For this stir fry recipe, I used wild caught shrimp. The kind I buy is frozen, raw, and has already been deveined and have had the tails removed.
For the vegetables, anything goes, really. I typically always use onion, peppers and broccoli. I much prefer using fresh veggies as opposed to frozen because they stay nice and crisp while still getting cooked in a super hot wok. You can add other vegetables that are in your fridge. I almost always have zucchini so that makes a regular appearance. I also love to add mushrooms, bamboo shoots, snap peas – anything!
And if you’ve ever made stir fry, you know a good sauce is a must. My sauce is super simple and is mostly a combination of soy sauce and fish sauce. If you’ve never used fish sauce before, it smells awful but really enhances the flavor and doesn’t make anything taste fishy.
What oil should you use for stir fry?
When making stir fry, you need an oil that can handle very high temperatures. I stay away from olive oil when cooking at high temps because it will smoke.
My favorite oils to use are avocado or peanut oil. They can tolerate very high temperatures without smoking or burning. Any kind of oil blend labeled for stir fry should work too.
Are stir fries healthy?
I consider them healthy, but that is always determined by the ingredients. Say, for example, you want to make a stir fry with orange peel chicken that is covered in breading, it won’t be as healthy as this shrimp stir fry.
If you decide to serve your stir fry with white rice or noodles, then it will be less healthy than serving with a complex carb like brown rice.
Overall, however, if my meal is mostly lean meat with tons of veggies and a small serving of a starchy carb, I still consider it healthy.
What do you eat with shrimp stir fry?
If you’re looking for a super low carb option, just enjoy my stir fry recipe on it’s own. It really doesn’t need anything else.

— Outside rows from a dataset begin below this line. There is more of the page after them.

//! Compliance validation for fuel records and period reports.
//!
//! Validation never fails: every finding is returned as a
//! [`ValidationIssue`], and a record is valid when it carries no errors.
//! `REGULATORY_VIOLATION` is the only hard regulatory stop.

pub mod batch;
pub mod consistency;
pub mod record;
pub mod reports;
pub mod types;

#[cfg(test)]
mod validator_props;

pub use batch::{BatchValidation, ValidationMode, validate_batch};
pub use consistency::{ReportedTotals, validate_consistency};
pub use record::{ComplianceValidator, validate};
pub use reports::{EtsReport, FuelEuReport, PoolingStatus, validate_ets_report, validate_fueleu_report};
pub use types::{Severity, ValidationCode, ValidationIssue, ValidationOutcome};
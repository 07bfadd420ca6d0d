//! Checks for submitted EU ETS and FuelEU period reports.

use rust_decimal::Decimal;
use serde::{Deserialize, Serialize};

use super::types::{IssueCollector, ValidationCode, ValidationOutcome};

/// First reporting year in which shipping is covered by the EU ETS.
const ETS_FIRST_YEAR: i32 = 2024;
/// Allowed gap between derived and reported covered emissions (t).
const COVERED_EMISSIONS_TOLERANCE_T: Decimal = Decimal::from_parts(1, 0, 0, false, 2);
const INTENSITY_MIN: Decimal = Decimal::from_parts(50, 0, 0, false, 0);
const INTENSITY_MAX: Decimal = Decimal::from_parts(120, 0, 0, false, 0);

/// An EU ETS annual emissions report.
#[derive(Debug, Clone, Default, PartialEq, Eq, Serialize, Deserialize)]
#[serde(default)]
pub struct EtsReport {
    /// Reporting year.
    pub reporting_year: Option<i32>,
    /// Total CO2 emissions (t).
    pub total_co2_emissions_t: Option<Decimal>,
    /// Share of emissions in scope (%).
    pub ets_covered_percentage: Option<Decimal>,
    /// Emissions in scope (t).
    pub ets_covered_emissions_t: Option<Decimal>,
}

/// Whether a vessel reports alone or inside a compliance pool.
#[derive(Debug, Clone, Copy, PartialEq, Eq, Default, Serialize, Deserialize)]
#[serde(rename_all = "SCREAMING_SNAKE_CASE")]
pub enum PoolingStatus {
    /// Reports alone.
    #[default]
    Standalone,
    /// Member of a pool.
    InPool,
    /// Leads a pool.
    PoolLeader,
}

/// A FuelEU Maritime annual report.
#[derive(Debug, Clone, Default, PartialEq, Eq, Serialize, Deserialize)]
#[serde(default)]
pub struct FuelEuReport {
    /// Reporting year.
    pub reporting_year: Option<i32>,
    /// Energy used on board (GJ).
    pub total_energy_used_gj: Option<Decimal>,
    /// Well-to-wake intensity (gCO2e/MJ).
    pub ghg_intensity_gco2e_mj: Option<Decimal>,
    /// Compliance balance (gCO2e).
    pub compliance_balance_gco2e: Option<Decimal>,
    /// Pooling status for the year.
    pub pooling_status: PoolingStatus,
}

/// Validates an EU ETS report.
#[must_use]
pub fn validate_ets_report(report: &EtsReport) -> ValidationOutcome {
    let mut issues = IssueCollector::default();

    match report.reporting_year {
        None => issues.error(
            "reporting_year",
            ValidationCode::RequiredField,
            "Reporting year is required",
        ),
        Some(year) if year < ETS_FIRST_YEAR => issues.warning(
            "reporting_year",
            ValidationCode::UnusualValue,
            "EU ETS for shipping starts in 2024",
        ),
        Some(_) => {}
    }

    if report
        .total_co2_emissions_t
        .is_none_or(|v| v <= Decimal::ZERO)
    {
        issues.error(
            "total_co2_emissions_t",
            ValidationCode::InvalidValue,
            "Total CO2 emissions must be greater than 0",
        );
    }

    match report.ets_covered_percentage {
        None => issues.error(
            "ets_covered_percentage",
            ValidationCode::RequiredField,
            "ETS covered percentage is required",
        ),
        Some(pct) if pct < Decimal::ZERO || pct > Decimal::ONE_HUNDRED => issues.error(
            "ets_covered_percentage",
            ValidationCode::InvalidRange,
            "ETS covered percentage must be between 0 and 100",
        ),
        Some(_) => {}
    }

    if report
        .ets_covered_emissions_t
        .is_none_or(|v| v <= Decimal::ZERO)
    {
        issues.error(
            "ets_covered_emissions_t",
            ValidationCode::InvalidValue,
            "ETS covered emissions must be greater than 0",
        );
    }

    if let (Some(total), Some(pct), Some(covered)) = (
        report.total_co2_emissions_t,
        report.ets_covered_percentage,
        report.ets_covered_emissions_t,
    ) {
        let expected = total
            .checked_mul(pct)
            .and_then(|v| v.checked_div(Decimal::ONE_HUNDRED));
        let within_tolerance = expected
            .and_then(|e| e.checked_sub(covered))
            .is_some_and(|d| d.abs() <= COVERED_EMISSIONS_TOLERANCE_T);
        if !within_tolerance {
            let message = expected.map_or_else(
                || "ETS covered emissions cannot be derived from the reported total".to_owned(),
                |e| format!("ETS covered emissions should be {} t", e.round_dp(2)),
            );
            issues.error(
                "ets_covered_emissions_t",
                ValidationCode::CalculationMismatch,
                message,
            );
        }
    }

    issues.finish()
}

/// Validates a FuelEU Maritime report.
#[must_use]
pub fn validate_fueleu_report(report: &FuelEuReport) -> ValidationOutcome {
    let mut issues = IssueCollector::default();

    if report.reporting_year.is_none() {
        issues.error(
            "reporting_year",
            ValidationCode::RequiredField,
            "Reporting year is required",
        );
    }

    if report.total_energy_used_gj.is_none_or(|v| v <= Decimal::ZERO) {
        issues.error(
            "total_energy_used_gj",
            ValidationCode::InvalidValue,
            "Total energy used must be greater than 0",
        );
    }

    match report.ghg_intensity_gco2e_mj {
        Some(v) if v > Decimal::ZERO => {
            if v < INTENSITY_MIN {
                issues.warning(
                    "ghg_intensity_gco2e_mj",
                    ValidationCode::UnusualValue,
                    "GHG intensity seems unusually low",
                );
            } else if v > INTENSITY_MAX {
                issues.warning(
                    "ghg_intensity_gco2e_mj",
                    ValidationCode::UnusualValue,
                    "GHG intensity seems unusually high",
                );
            }
        }
        _ => issues.error(
            "ghg_intensity_gco2e_mj",
            ValidationCode::InvalidValue,
            "GHG intensity must be greater than 0",
        ),
    }

    if report.compliance_balance_gco2e.is_none() {
        issues.error(
            "compliance_balance_gco2e",
            ValidationCode::RequiredField,
            "Compliance balance is required",
        );
    }

    issues.finish()
}

#[cfg(test)]
mod tests {
    use super::*;
    use rstest::rstest;
    use rust_decimal_macros::dec;

    fn ets() -> EtsReport {
        EtsReport {
            reporting_year: Some(2025),
            total_co2_emissions_t: Some(dec!(1000)),
            ets_covered_percentage: Some(dec!(50)),
            ets_covered_emissions_t: Some(dec!(500)),
        }
    }

    fn fueleu() -> FuelEuReport {
        FuelEuReport {
            reporting_year: Some(2025),
            total_energy_used_gj: Some(dec!(42700)),
            ghg_intensity_gco2e_mj: Some(dec!(89.1)),
            compliance_balance_gco2e: Some(dec!(-4270)),
            pooling_status: PoolingStatus::InPool,
        }
    }

    #[test]
    fn test_valid_ets_report() {
        let outcome = validate_ets_report(&ets());
        assert!(outcome.is_valid, "{:?}", outcome.errors);
        assert!(outcome.warnings.is_empty());
    }

    #[rstest]
    #[case(dec!(500.01), false)]
    #[case(dec!(500.02), true)]
    #[case(dec!(450), true)]
    fn test_ets_covered_emissions_consistency(#[case] covered: Decimal, #[case] mismatch: bool) {
        let report = EtsReport {
            ets_covered_emissions_t: Some(covered),
            ..ets()
        };
        let outcome = validate_ets_report(&report);
        assert_eq!(outcome.has_error(ValidationCode::CalculationMismatch), mismatch);
    }

    #[test]
    fn test_ets_unrepresentable_total_is_a_mismatch() {
        let report = EtsReport {
            total_co2_emissions_t: Some(Decimal::MAX),
            ets_covered_percentage: Some(dec!(100)),
            ..ets()
        };
        let outcome = validate_ets_report(&report);
        assert!(outcome.has_error(ValidationCode::CalculationMismatch));
    }

    #[test]
    fn test_ets_range_and_missing_fields() {
        let outcome = validate_ets_report(&EtsReport {
            ets_covered_percentage: Some(dec!(101)),
            ..ets()
        });
        assert!(outcome.has_error(ValidationCode::InvalidRange));

        let outcome = validate_ets_report(&EtsReport::default());
        let codes: Vec<_> = outcome.errors.iter().map(|e| e.code).collect();
        assert_eq!(
            codes,
            [
                ValidationCode::RequiredField,
                ValidationCode::InvalidValue,
                ValidationCode::RequiredField,
                ValidationCode::InvalidValue,
            ]
        );
    }

    #[test]
    fn test_ets_early_year_warns() {
        let outcome = validate_ets_report(&EtsReport {
            reporting_year: Some(2023),
            ..ets()
        });
        assert!(outcome.is_valid);
        assert!(outcome.has_warning(ValidationCode::UnusualValue));
    }

    #[test]
    fn test_ets_report_from_json() {
        let report: EtsReport = serde_json::from_str(
            r#"{"reporting_year": 2025, "total_co2_emissions_t": "800", "ets_covered_percentage": "70", "ets_covered_emissions_t": "560"}"#,
        )
        .unwrap();
        assert!(validate_ets_report(&report).is_valid);
    }

    #[test]
    fn test_valid_fueleu_report() {
        let outcome = validate_fueleu_report(&fueleu());
        assert!(outcome.is_valid);
        assert!(outcome.warnings.is_empty());
    }

    #[rstest]
    #[case(dec!(49.9))]
    #[case(dec!(120.5))]
    fn test_fueleu_unusual_intensity(#[case] intensity: Decimal) {
        let outcome = validate_fueleu_report(&FuelEuReport {
            ghg_intensity_gco2e_mj: Some(intensity),
            ..fueleu()
        });
        assert!(outcome.is_valid);
        assert!(outcome.has_warning(ValidationCode::UnusualValue));
    }

    #[test]
    fn test_fueleu_required_values() {
        let outcome = validate_fueleu_report(&FuelEuReport {
            total_energy_used_gj: Some(Decimal::ZERO),
            ghg_intensity_gco2e_mj: None,
            compliance_balance_gco2e: None,
            ..fueleu()
        });
        assert_eq!(outcome.errors.len(), 3);
        assert!(outcome.has_error(ValidationCode::InvalidValue));
        assert!(outcome.has_error(ValidationCode::RequiredField));
    }

    #[test]
    fn test_pooling_status_wire_format() {
        assert_eq!(
            serde_json::to_string(&PoolingStatus::PoolLeader).unwrap(),
            "\"POOL_LEADER\""
        );
    }
}
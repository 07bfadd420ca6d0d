//! Cross-record plausibility against reported period totals.

use rust_decimal::Decimal;
use serde::{Deserialize, Serialize};

use super::types::{IssueCollector, ValidationCode, ValidationOutcome};
use crate::record::FuelRecord;

/// Rule-of-thumb CO2 per tonne of marine fuel (t/t).
const CO2_PER_TONNE: Decimal = Decimal::from_parts(31, 0, 0, false, 1);
/// Rule-of-thumb energy per tonne of marine fuel (GJ/t).
const ENERGY_PER_TONNE_GJ: Decimal = Decimal::from_parts(42, 0, 0, false, 0);
/// Tolerance band as a percentage of the reported value.
const TOLERANCE_PCT: Decimal = Decimal::from_parts(20, 0, 0, false, 0);

/// Totals declared in a period report.
#[derive(Debug, Clone, Default, PartialEq, Eq, Serialize, Deserialize)]
pub struct ReportedTotals {
    /// Reported CO2 emissions (t).
    pub total_co2_emissions_t: Option<Decimal>,
    /// Reported energy in scope (GJ).
    pub energy_in_scope_gj: Option<Decimal>,
}

/// Compares fuel-mass estimates with the reported totals.
///
/// Only produces warnings; the outcome is always valid. Totals that are
/// absent or zero are skipped.
#[must_use]
pub fn validate_consistency(records: &[FuelRecord], reported: &ReportedTotals) -> ValidationOutcome {
    let mut issues = IssueCollector::default();
    // None once the fuel total leaves the decimal range
    let total_fuel = records
        .iter()
        .try_fold(Decimal::ZERO, |total, r| total.checked_add(r.consumption_tonnes));

    if let Some(co2) = reported.total_co2_emissions_t.filter(|v| !v.is_zero()) {
        let estimated = total_fuel.and_then(|t| t.checked_mul(CO2_PER_TONNE));
        if exceeds_tolerance(estimated, co2) {
            issues.warning(
                "total_co2_emissions_t",
                ValidationCode::EstimationMismatch,
                format!(
                    "Reported CO2 ({co2} t) differs significantly from fuel-based estimate ({} t)",
                    describe(estimated)
                ),
            );
        }
    }

    if let Some(energy) = reported.energy_in_scope_gj.filter(|v| !v.is_zero()) {
        let estimated = total_fuel.and_then(|t| t.checked_mul(ENERGY_PER_TONNE_GJ));
        if exceeds_tolerance(estimated, energy) {
            issues.warning(
                "energy_in_scope_gj",
                ValidationCode::EstimationMismatch,
                format!(
                    "Reported energy ({energy} GJ) differs significantly from fuel-based estimate ({} GJ)",
                    describe(estimated)
                ),
            );
        }
    }

    issues.finish()
}

/// An estimate that cannot be represented is always out of tolerance.
fn exceeds_tolerance(estimated: Option<Decimal>, reported: Decimal) -> bool {
    estimated
        .and_then(|e| e.checked_sub(reported))
        .and_then(|d| d.abs().checked_div(reported.abs()))
        .and_then(|r| r.checked_mul(Decimal::ONE_HUNDRED))
        .is_none_or(|pct| pct > TOLERANCE_PCT)
}

fn describe(estimated: Option<Decimal>) -> String {
    estimated.map_or_else(|| "out of range".to_owned(), |e| e.round_dp(1).to_string())
}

Me? I’m a white rice fan. A sticky short grain white rice kind of girl. They kind you use for sushi. I love to eat tasty stir fries with some perfectly cooked white rice.
Noodles are always a great option too!
If you love this shrimp stir fry recipe,
You’ll definitely love these:
- Perfect Cashew Chicken
- Skillet Beef and Broccoli
- Easy Teriyaki Meatballs
- Summer Rolls with Peanut Sauce
- Spicy Peanut Asian Slaw
- Baked Teriyaki Salmon
Shrimp Stir Fry
- 1 pound raw shrimp veins and tails removed
- 2 tbsp vegetable oil or other high heat oil
- 2 cups broccoli fresh florets
- 1 red bell pepper cut into thin strips
- 2 large carrots peeled and cut into thin strips
- 1 small zucchini thinly sliced
- 2 green onions thinly sliced
- 1 tsp garlic minced
- 1/2 tsp ginger freshly grated
- 1/2 tsp red pepper flakes
- 2 tbsp soy sauce
- 2 tbsp fish sauce
- 2 tbsp sesame seeds toasted
- Throughout entire recipe, do not overcrowd your wok. You’re better off cooking in small batches, setting aside, and combining everything at the end. You want everything to have a nice sear on it but not be soggy and overly cooked. Ensure meat and all vegetables are cut prior to cooking.
- Set wok to high heat and add shrimp. As shrimp cooks, it will release liquid. Toss shrimp to evenly cook, and once the shrimp is no longer opaque and is slightly firm to the touch, transfer shrimp to a plate and discard liquid. The point of this step is to partially cook the shrimp and to extract as much of the moisture as you can.
- Heat vegetable oil in a large wok or skillet over high heat. When oil is near it’s smoking point, cook and stir shrimp until browned, 1-2 minutes each. You just want a nice crispy sear on it but be careful not to over cook. Transfer shrimp to a plate.
- In small batches, add broccoli, bell pepper, carrots, zucchini, and green onion to the center of the wok. Cook and stir each batch of vegetables for about 2 minutes in order to give it a nice sear while still keeping them tender. Once each batch is done, transfer to a plate and continue with remaining vegetables.
- Once all of the vegetables have been sauteed, add all of them along with the shrimp back to the wok. Add garlic, ginger, and red pepper flakes, soy sauce and fish sauce and stir well to coat.
- Top with sesame seeds. Serve hot over rice or noodles.
Nutrition information is automatically calculated, so should only be used as an approximation.